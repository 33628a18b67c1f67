//! CSV output format for per-record scores
//!
//! One row per input record, in input order. Records that could not be
//! classified have empty score columns and a status explaining why.

use crate::anomaly::{ClassifiedRecord, Unclassified};
use crate::record::MovementRecord;

const HEADER: [&str; 13] = [
    "index",
    "data",
    "unidade",
    "material",
    "tipo",
    "quantidade",
    "responsavel",
    "z_score",
    "z_flag",
    "iqr_flag",
    "pct_variation",
    "severity",
    "status",
];

/// Escape CSV field (handle commas, quotes, newlines)
fn escape_field(field: &str) -> String {
    if field.contains(',') || field.contains('"') || field.contains('\n') {
        format!("\"{}\"", field.replace('"', "\"\""))
    } else {
        field.to_string()
    }
}

fn format_row(record: &MovementRecord, classified: &ClassifiedRecord) -> String {
    let mut fields = vec![
        classified.index.to_string(),
        record.date.to_string(),
        escape_field(record.unit.as_str()),
        escape_field(record.material.as_str()),
        record.operation.as_str().to_string(),
        record.quantity.map(|q| q.to_string()).unwrap_or_default(),
        escape_field(record.owner.as_deref().unwrap_or_default()),
    ];

    match (&classified.score, classified.unclassified) {
        (Some(score), _) => {
            fields.push(format!("{:.4}", score.z_score));
            fields.push(score.z_flag.to_string());
            fields.push(score.iqr_flag.to_string());
            fields.push(
                score
                    .pct_variation
                    .map(|p| format!("{:.2}", p))
                    .unwrap_or_default(),
            );
            fields.push(score.severity.to_string());
            fields.push("classified".to_string());
        }
        (None, reason) => {
            fields.extend(std::iter::repeat(String::new()).take(5));
            fields.push(
                match reason {
                    Some(Unclassified::MissingQuantity) => "missing_quantity",
                    Some(Unclassified::InsufficientBaseline) | None => "insufficient_baseline",
                }
                .to_string(),
            );
        }
    }

    fields.join(",")
}

/// Generate CSV output for classified records
pub fn scores_to_csv(records: &[MovementRecord], classified: &[ClassifiedRecord]) -> String {
    let mut output = HEADER.join(",");
    output.push('\n');

    for entry in classified {
        if let Some(record) = records.get(entry.index) {
            output.push_str(&format_row(record, entry));
            output.push('\n');
        }
    }

    output
}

┄┄┄┄┄┄

GOAL OF THE EXERCISE =
Only the lines from the one containing "let mut output" to the end of the data should be printed, exactly as they stand.

SOLUTION FOR THIS PROBLEM =
    let mut output = HEADER.join(",");
    output.push('\n');

    for entry in classified {
        if let Some(record) = records.get(entry.index) {
            output.push_str(&format_row(record, entry));
            output.push('\n');
        }
    }

    output
}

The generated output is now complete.